pub mod qtable;

use rand::prelude::*;
use rand::rngs::StdRng;

use crate::config::AgentConfig;
use crate::error::{Result, SnakeError};
use crate::game::Action;
use qtable::{ActionValues, QTable, StateKey, best_action, max_value};

/// Tabular Q-learning agent.
///
/// Rows of the value table are created on first reference by either [`Agent::decide`]
/// or [`Agent::update`], filled with `config.initial_value`. The exploration rate is
/// set by the caller; the agent never schedules it.
pub struct Agent {
    table: QTable,
    config: AgentConfig,
    exploration_rate: f32,
    updates: u64,
    rng: StdRng,
}

impl Agent {
    pub fn new(config: AgentConfig, seed: u64) -> Result<Self> {
        Self::with_rng(config, StdRng::seed_from_u64(seed))
    }

    pub fn from_entropy(config: AgentConfig) -> Result<Self> {
        Self::with_rng(config, StdRng::from_os_rng())
    }

    fn with_rng(config: AgentConfig, rng: StdRng) -> Result<Self> {
        // a negative or NaN decay would let the learning rate grow without bound
        let decay = config.learning_rate_decay;
        if !(decay.is_finite() && decay >= 0.0) {
            return Err(SnakeError::InvalidConfig { field: "learning_rate_decay", value: decay });
        }

        Ok(Self {
            table: QTable::new(),
            exploration_rate: config.exploration_rate.clamp(0.0, 1.0),
            config,
            updates: 0,
            rng,
        })
    }

    pub fn config(&self) -> &AgentConfig {&self.config}
    pub fn table(&self) -> &QTable {&self.table}
    pub fn updates(&self) -> u64 {self.updates}
    pub fn exploration_rate(&self) -> f32 {self.exploration_rate}

    pub fn set_exploration_rate(&mut self, value: f32) {
        self.exploration_rate = value.clamp(0.0, 1.0);
    }

    /// Cooled-down learning rate for the next update. Never increases, never drops below the floor.
    pub fn learning_rate(&self) -> f32 {
        let cooled = self.config.learning_rate / (1.0 + self.config.learning_rate_decay * self.updates as f32);
        cooled.max(self.config.min_learning_rate)
    }

    pub fn discretize(&self, features: &[f32]) -> Result<StateKey> {
        StateKey::quantize(features)
    }

    /// Epsilon-greedy choice. Inserts the state's row if it is new.
    pub fn decide(&mut self, features: &[f32]) -> Result<Action> {
        let key = self.discretize(features)?;
        let values = *self.table.row_mut(key, self.config.initial_value);

        if self.rng.random::<f32>() < self.exploration_rate {
            Ok(Action::ALL[self.rng.random_range(0..Action::ALL.len())])
        } else {
            Ok(best_action(&values))
        }
    }

    /// Greedy choice without touching the table; unseen states use the initial row.
    pub fn greedy_action(&self, features: &[f32]) -> Result<Action> {
        Ok(best_action(&self.values(features)?))
    }

    pub fn values(&self, features: &[f32]) -> Result<ActionValues> {
        let key = self.discretize(features)?;
        Ok(self.table.get(&key).copied().unwrap_or([self.config.initial_value; 3]))
    }

    /// One Q-learning step on `(state, action, reward, next_state)`. Returns the TD error.
    pub fn update(&mut self, state: &[f32], action: Action, reward: f32, next_state: &[f32]) -> Result<f32> {
        let key = self.discretize(state)?;
        let next_key = self.discretize(next_state)?;
        let initial = self.config.initial_value;
        let alpha = self.learning_rate();

        let next_max = max_value(self.table.row_mut(next_key, initial));
        let target = reward + self.config.discount * next_max;

        let row = self.table.row_mut(key, initial);
        let old_value = row[action.index()];
        let td_error = target - old_value;
        row[action.index()] = old_value + alpha * td_error;

        self.updates += 1;
        Ok(td_error)
    }
}
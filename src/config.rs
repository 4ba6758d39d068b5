use std::fs;
use std::path::Path;

use serde::{Deserialize, Serialize};

use crate::error::Result;

/// Grid size, reward shaping and termination thresholds for a [`crate::game::Game`].
#[derive(Debug, Clone, PartialEq, Serialize, Deserialize)]
#[serde(default)]
pub struct GameConfig {
    /// Grid width in cells, walls included
    pub width: i32,
    /// Grid height in cells, walls included
    pub height: i32,

    // rewards
    pub wall_reward: f32,
    pub self_collision_reward: f32,
    pub food_reward: f32,
    /// Applied every tick that neither kills nor feeds the snake
    pub step_reward: f32,
    pub closer_reward: f32,
    pub farther_reward: f32,
    /// Added on top of the tick reward when the snake starves
    pub stale_reward: f32,
    /// Returned by `step` once the game is over
    pub terminal_reward: f32,

    pub score_increment: u32,
    pub stale_base: u32,
    pub stale_per_segment: u32,
}

impl Default for GameConfig {
    fn default() -> Self {
        Self {
            width: 20,
            height: 10,
            wall_reward: -110.0,
            self_collision_reward: -250.0,
            food_reward: 40.0,
            step_reward: -0.03,
            closer_reward: 0.2,
            farther_reward: -0.2,
            stale_reward: -4.0,
            terminal_reward: 0.0,
            score_increment: 10,
            stale_base: 100,
            stale_per_segment: 10,
        }
    }
}

impl GameConfig {
    pub fn new(width: i32, height: i32) -> Self {
        Self {
            width,
            height,
            ..Default::default()
        }
    }
}

/// Q-learning hyperparameters.
#[derive(Debug, Clone, PartialEq, Serialize, Deserialize)]
#[serde(default)]
pub struct AgentConfig {
    pub learning_rate: f32,
    /// Floor for the cooled-down learning rate
    pub min_learning_rate: f32,
    /// 0 keeps the learning rate fixed
    pub learning_rate_decay: f32,
    pub discount: f32,
    pub exploration_rate: f32,
    /// Value every action gets in a freshly created table row
    pub initial_value: f32,
}

impl Default for AgentConfig {
    fn default() -> Self {
        Self {
            learning_rate: 0.3,
            min_learning_rate: 0.05,
            learning_rate_decay: 0.0,
            discount: 0.95,
            exploration_rate: 0.2,
            initial_value: 0.0,
        }
    }
}

#[derive(Debug, Clone, PartialEq, Serialize, Deserialize)]
#[serde(default)]
pub struct TrainConfig {
    pub episodes: usize,
    pub max_steps_per_episode: usize,

    pub epsilon_start: f32,
    pub epsilon_end: f32,
    /// Multiplied into epsilon once per episode
    pub epsilon_decay: f32,

    /// Episodes kept for rolling averages
    pub stats_window: usize,
    pub log_every: usize,
    /// 0 disables rendering
    pub render_every: usize,
    pub render_delay_ms: u64,

    pub eval_episodes: usize,
}

impl Default for TrainConfig {
    fn default() -> Self {
        Self {
            episodes: 10_000,
            max_steps_per_episode: 5_000,
            epsilon_start: 1.0,
            epsilon_end: 0.01,
            epsilon_decay: 0.995,
            stats_window: 100,
            log_every: 100,
            render_every: 0,
            render_delay_ms: 25,
            eval_episodes: 100,
        }
    }
}

#[derive(Debug, Clone, Default, PartialEq, Serialize, Deserialize)]
#[serde(default)]
pub struct Config {
    pub game: GameConfig,
    pub agent: AgentConfig,
    pub train: TrainConfig,
}

impl Config {
    pub fn load(path: &Path) -> Result<Self> {
        let text = fs::read_to_string(path)?;
        Self::from_json(&text)
    }

    pub fn from_json(text: &str) -> Result<Self> {
        Ok(serde_json::from_str(text)?)
    }

    pub fn to_json(&self) -> Result<String> {
        Ok(serde_json::to_string_pretty(self)?)
    }
}
use std::collections::VecDeque;

use super::geometry::{Direction, Point};

#[derive(Debug, Clone, PartialEq)]
pub struct Snake {
    body: VecDeque<Point>, // head first, never empty
    heading: Direction,
}

impl Snake {
    pub fn new(start: Point, heading: Direction) -> Self {
        let mut body = VecDeque::new();
        body.push_back(start);
        Self { body, heading }
    }

    /// Builds a snake from an explicit head-first layout. `None` if `segments` is empty.
    pub fn from_segments(segments: Vec<Point>, heading: Direction) -> Option<Self> {
        if segments.is_empty() {
            return None;
        }
        Some(Self { body: segments.into(), heading })
    }

    pub fn head(&self) -> Point {
        self.body[0]
    }

    pub fn tail(&self) -> Point {
        self.body[self.body.len() - 1]
    }

    pub fn heading(&self) -> Direction {
        self.heading
    }

    pub fn segments(&self) -> &VecDeque<Point> {
        &self.body
    }

    pub fn len(&self) -> usize {
        self.body.len()
    }

    pub fn is_empty(&self) -> bool {
        false
    }

    pub fn occupies(&self, cell: Point) -> bool {
        self.body.contains(&cell)
    }

    /// Shift one cell along the heading. Bounds are the game's concern.
    pub fn move_forward(&mut self) {
        let new_head = self.head().shifted(self.heading);
        self.body.push_front(new_head);
        self.body.pop_back();
    }

    // the duplicate tail is dropped by the next move instead of the real one
    pub fn grow(&mut self) {
        let tail = self.tail();
        self.body.push_back(tail);
    }

    /// Reversals are ignored.
    pub fn set_direction(&mut self, direction: Direction) {
        if direction != self.heading.opposite() {
            self.heading = direction;
        }
    }

    pub fn is_self_collision(&self) -> bool {
        let head = self.head();
        self.body.iter().skip(1).any(|&segment| segment == head)
    }
}
use std::fs::File;
use std::path::PathBuf;
use std::thread;
use std::time::Duration;

use anyhow::{Context, Result};
use clap::Parser;
use tracing::{info, warn};
use tracing_subscriber::{EnvFilter, fmt};

use snakeq::{Config, EpisodeLog, Trainer, evaluate, render_frame};

#[derive(Parser)]
#[command(name = "train")]
#[command(version, about = "Train a Q-learning agent to play snake")]
struct Cli {
    /// JSON config file; missing fields take their defaults
    #[arg(long)]
    config: Option<PathBuf>,

    #[arg(long)]
    episodes: Option<usize>,

    #[arg(long)]
    width: Option<i32>,

    #[arg(long)]
    height: Option<i32>,

    /// Seed for the game and agent; random when omitted
    #[arg(long)]
    seed: Option<u64>,

    /// Draw every Nth episode in the terminal (0 = never)
    #[arg(long)]
    render_every: Option<usize>,

    /// Write one CSV row per episode
    #[arg(long)]
    log_csv: Option<PathBuf>,

    /// Write the learned value table as CSV after training
    #[arg(long)]
    dump_table: Option<PathBuf>,

    /// Print the effective config as JSON and exit
    #[arg(long)]
    print_config: bool,
}

fn init_logging() {
    let mut filter = EnvFilter::from_default_env();
    if let Ok(d) = "snakeq=info".parse() {
        filter = filter.add_directive(d);
    }
    fmt().with_env_filter(filter).init();
}

fn main() -> Result<()> {
    init_logging();
    let cli = Cli::parse();

    let mut config = match &cli.config {
        Some(path) => Config::load(path).with_context(|| format!("failed to load config {}", path.display()))?,
        None => Config::default(),
    };
    if let Some(episodes) = cli.episodes {
        config.train.episodes = episodes;
    }
    if let Some(width) = cli.width {
        config.game.width = width;
    }
    if let Some(height) = cli.height {
        config.game.height = height;
    }
    if let Some(render_every) = cli.render_every {
        config.train.render_every = render_every;
    }

    if cli.print_config {
        println!("{}", config.to_json()?);
        return Ok(());
    }

    let seed = cli.seed.unwrap_or_else(rand::random);
    info!(seed, width = config.game.width, height = config.game.height, episodes = config.train.episodes, "starting training");

    let mut trainer = Trainer::new(&config, seed).context("failed to build trainer")?;
    let mut log = match &cli.log_csv {
        Some(path) => Some(EpisodeLog::create(path).with_context(|| format!("failed to create {}", path.display()))?),
        None => None,
    };

    let render_every = config.train.render_every;
    let delay = Duration::from_millis(config.train.render_delay_ms);
    let last = config.train.episodes.saturating_sub(1);

    for episode in 0..config.train.episodes {
        let render = render_every > 0 && (episode == 0 || (episode + 1) % render_every == 0 || episode == last);

        let report = trainer.run_episode(episode, |game, progress| {
            if render {
                if let Err(e) = render_frame(&mut std::io::stdout().lock(), game, progress) {
                    warn!(error = %e, "failed to draw frame");
                }
                thread::sleep(delay);
            }
        })?;

        if let Some(log) = log.as_mut() {
            log.write(&report)?;
        }
    }

    if let Some(log) = log {
        log.finish()?;
    }

    let stats = trainer.stats();
    info!(
        episodes = stats.episodes(),
        best_score = stats.best_score(),
        mean_score = stats.mean_score(),
        "training complete"
    );

    let agent = trainer.into_agent();
    if let Some(path) = &cli.dump_table {
        let file = File::create(path).with_context(|| format!("failed to create {}", path.display()))?;
        agent.table().write_csv(file)?;
        info!(states = agent.table().len(), path = %path.display(), "wrote value table");
    }

    if config.train.eval_episodes > 0 {
        let summary = evaluate(
            &agent,
            &config.game,
            config.train.eval_episodes,
            seed.wrapping_add(1_000_000),
            config.train.max_steps_per_episode,
        )?;
        info!(
            episodes = summary.episodes,
            mean_score = summary.mean_score,
            max_score = summary.max_score,
            mean_steps = summary.mean_steps,
            states = agent.table().len(),
            "greedy evaluation"
        );
    }

    Ok(())
}
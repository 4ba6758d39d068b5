use serde::{Deserialize, Serialize};

#[derive(Debug, Clone, Copy, PartialEq, Eq, Hash, Serialize, Deserialize)]
pub struct Point {
    pub x: i32,
    pub y: i32,
}

impl Point {
    pub const fn new(x: i32, y: i32) -> Self {
        Self { x, y }
    }

    pub fn shifted(self, direction: Direction) -> Self {
        let (dx, dy) = direction.delta();
        Self::new(self.x + dx, self.y + dy)
    }

    pub fn manhattan(self, other: Point) -> i32 {
        (self.x - other.x).abs() + (self.y - other.y).abs()
    }
}

/// Absolute heading. `y` grows downwards, so `Up` is `(0, -1)`.
#[derive(Debug, Clone, Copy, PartialEq, Eq, Hash, Serialize, Deserialize)]
pub enum Direction {
    Up,
    Down,
    Left,
    Right,
}

impl Direction {
    pub const ALL: [Direction; 4] = [Direction::Up, Direction::Down, Direction::Left, Direction::Right];

    pub fn delta(self) -> (i32, i32) {
        match self {
            Direction::Up => (0, -1),
            Direction::Down => (0, 1),
            Direction::Left => (-1, 0),
            Direction::Right => (1, 0),
        }
    }

    pub fn opposite(self) -> Self {
        match self {
            Direction::Up => Direction::Down,
            Direction::Down => Direction::Up,
            Direction::Left => Direction::Right,
            Direction::Right => Direction::Left,
        }
    }

    pub fn left(self) -> Self {
        match self {
            Direction::Up => Direction::Left,
            Direction::Left => Direction::Down,
            Direction::Down => Direction::Right,
            Direction::Right => Direction::Up,
        }
    }

    pub fn right(self) -> Self {
        match self {
            Direction::Up => Direction::Right,
            Direction::Right => Direction::Down,
            Direction::Down => Direction::Left,
            Direction::Left => Direction::Up,
        }
    }
}

/// Move relative to the current heading.
#[derive(Debug, Clone, Copy, PartialEq, Eq, Hash, Serialize, Deserialize)]
pub enum Action {
    TurnLeft,
    Straight,
    TurnRight,
}

impl Action {
    /// Table column order.
    pub const ALL: [Action; 3] = [Action::TurnLeft, Action::Straight, Action::TurnRight];

    pub fn index(self) -> usize {
        match self {
            Action::TurnLeft => 0,
            Action::Straight => 1,
            Action::TurnRight => 2,
        }
    }

    pub fn from_index(index: usize) -> Option<Self> {
        Self::ALL.get(index).copied()
    }
}

pub fn turn(current: Direction, action: Action) -> Direction {
    match action {
        Action::TurnLeft => current.left(),
        Action::Straight => current,
        Action::TurnRight => current.right(),
    }
}
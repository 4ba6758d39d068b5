use std::collections::HashMap;
use std::io;

use crate::error::{Result, SnakeError};
use crate::game::{Action, FEATURE_LEN};

/// Quantisation steps per unit of a feature value.
pub const QUANT_LEVELS: f32 = 100.0;

pub type ActionValues = [f32; 3];

/// Discretized feature vector used as the table key.
#[derive(Debug, Clone, Copy, PartialEq, Eq, PartialOrd, Ord, Hash)]
pub struct StateKey([u8; FEATURE_LEN]);

impl StateKey {
    /// Clamps every value to `[0, 1]` and rounds it to `1 / QUANT_LEVELS`. NaN maps to 0.
    pub fn quantize(features: &[f32]) -> Result<Self> {
        if features.len() != FEATURE_LEN {
            return Err(SnakeError::FeatureLength { expected: FEATURE_LEN, found: features.len() });
        }

        let mut key = [0u8; FEATURE_LEN];
        for (slot, &value) in key.iter_mut().zip(features) {
            // `as u8` saturates and sends NaN to 0
            *slot = (value.clamp(0.0, 1.0) * QUANT_LEVELS).round() as u8;
        }
        Ok(Self(key))
    }

    pub fn levels(&self) -> &[u8; FEATURE_LEN] {
        &self.0
    }
}

/// First maximum wins, so ties resolve towards `TurnLeft`.
pub fn best_action(values: &ActionValues) -> Action {
    let mut best = 0;
    for (i, &value) in values.iter().enumerate().skip(1) {
        if value > values[best] {
            best = i;
        }
    }
    Action::ALL[best]
}

pub fn max_value(values: &ActionValues) -> f32 {
    values.iter().fold(f32::NEG_INFINITY, |a, &b| a.max(b))
}

#[derive(Debug, Clone, Default)]
pub struct QTable {
    rows: HashMap<StateKey, ActionValues>,
}

impl QTable {
    pub fn new() -> Self {
        Self::default()
    }

    pub fn get(&self, key: &StateKey) -> Option<&ActionValues> {
        self.rows.get(key)
    }

    /// Returns the row for `key`, inserting `[initial; 3]` if it was never seen.
    pub fn row_mut(&mut self, key: StateKey, initial: f32) -> &mut ActionValues {
        self.rows.entry(key).or_insert([initial; 3])
    }

    pub fn len(&self) -> usize {
        self.rows.len()
    }

    pub fn is_empty(&self) -> bool {
        self.rows.is_empty()
    }

    pub fn iter(&self) -> impl Iterator<Item = (&StateKey, &ActionValues)> {
        self.rows.iter()
    }

    /// One CSV row per state in key order: the feature levels, then the value of each action.
    pub fn write_csv<W: io::Write>(&self, out: W) -> Result<()> {
        let mut rows: Vec<_> = self.iter().collect();
        rows.sort_by_key(|&(key, _)| *key);

        let mut writer = csv::Writer::from_writer(out);
        let header = (0..FEATURE_LEN)
            .map(|i| format!("f{i}"))
            .chain(["turn_left", "straight", "turn_right"].map(String::from));
        writer.write_record(header)?;

        for (key, values) in rows {
            let levels = key.levels().iter().map(|level| level.to_string());
            writer.write_record(levels.chain(values.iter().map(|v| v.to_string())))?;
        }
        writer.flush()?;
        Ok(())
    }
}
//! Generic authorize-then-mutate-then-audit template for destructive
//! operations.
//!
//! Every protected delete in the application (kudos, teams, pending
//! registrations) runs the same fixed sequence; only the repository behind
//! it differs. The audit step is deliberately best effort: once the delete
//! has committed, an audit failure is logged and swallowed rather than
//! rolled back.

mod kudo;

pub use kudo::HttpKudoRepository;

use std::sync::Arc;

use async_trait::async_trait;

use crate::errors::{AuthError, AuthResult};
use crate::events::AuditEntry;
use crate::session::AuthSession;

/// Entity-specific collaborator behind the generic workflow.
#[async_trait]
pub trait DeletionRepository: Send + Sync {
    /// Entity tag used in messages and audit records, e.g. "kudo".
    fn entity_type(&self) -> &'static str;

    /// Whether `user_id` may delete the resource. The common policy is
    /// "elevated role may delete anything; otherwise owner only".
    async fn can_delete(&self, id: &str, user_id: uuid::Uuid) -> AuthResult<bool>;

    async fn delete(&self, id: &str) -> AuthResult<()>;
}

/// Optional audit hook invoked after a committed deletion.
#[async_trait]
pub trait AuditSink: Send + Sync {
    async fn record(&self, entry: &AuditEntry) -> AuthResult<()>;
}

/// Default sink: structured log line per deletion.
#[derive(Debug, Clone, Default)]
pub struct TracingAuditSink;

#[async_trait]
impl AuditSink for TracingAuditSink {
    async fn record(&self, entry: &AuditEntry) -> AuthResult<()> {
        tracing::info!(
            entity_type = entry.entity_type,
            resource_id = %entry.resource_id,
            user_id = %entry.user_id,
            occurred_at = %entry.occurred_at,
            "resource deleted"
        );
        Ok(())
    }
}

pub struct GenericDeletion {
    session: Arc<AuthSession>,
    repository: Arc<dyn DeletionRepository>,
    audit: Option<Arc<dyn AuditSink>>,
}

impl GenericDeletion {
    pub fn new(session: Arc<AuthSession>, repository: Arc<dyn DeletionRepository>) -> Self {
        Self {
            session,
            repository,
            audit: None,
        }
    }

    pub fn with_audit(mut self, audit: Arc<dyn AuditSink>) -> Self {
        self.audit = Some(audit);
        self
    }

    /// Fixed sequence: validate id, resolve the actor, check the predicate,
    /// delete, audit. Collaborator failures come back as typed errors; this
    /// method never panics on them.
    pub async fn execute(&self, id: &str) -> AuthResult<()> {
        if id.trim().is_empty() {
            return Err(AuthError::validation("id is required"));
        }

        let user_id = self
            .session
            .current_user_id()
            .await
            .ok_or_else(|| AuthError::authentication("not authenticated"))?;

        let allowed = self.repository.can_delete(id, user_id).await?;
        if !allowed {
            return Err(AuthError::forbidden(format!(
                "no permission to delete this {}",
                self.repository.entity_type()
            )));
        }

        self.repository.delete(id).await?;

        // Deletion has committed; the audit trail is best effort from here.
        if let Some(audit) = &self.audit {
            let entry = AuditEntry::new(id, user_id, self.repository.entity_type());
            if let Err(err) = audit.record(&entry).await {
                tracing::warn!(
                    entity_type = entry.entity_type,
                    resource_id = %entry.resource_id,
                    error = %err,
                    "audit hook failed after committed deletion"
                );
            }
        }

        Ok(())
    }
}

--------

Activity: Return, line for line and unchanged, the data from its first line through the line containing "pub fn new(config: AgentConfig, seed: u64)".

Answer for the task:
pub mod qtable;

use rand::prelude::*;
use rand::rngs::StdRng;

use crate::config::AgentConfig;
use crate::error::{Result, SnakeError};
use crate::game::Action;
use qtable::{ActionValues, QTable, StateKey, best_action, max_value};

/// Tabular Q-learning agent.
///
/// Rows of the value table are created on first reference by either [`Agent::decide`]
/// or [`Agent::update`], filled with `config.initial_value`. The exploration rate is
/// set by the caller; the agent never schedules it.
pub struct Agent {
    table: QTable,
    config: AgentConfig,
    exploration_rate: f32,
    updates: u64,
    rng: StdRng,
}

impl Agent {
    pub fn new(config: AgentConfig, seed: u64) -> Result<Self> {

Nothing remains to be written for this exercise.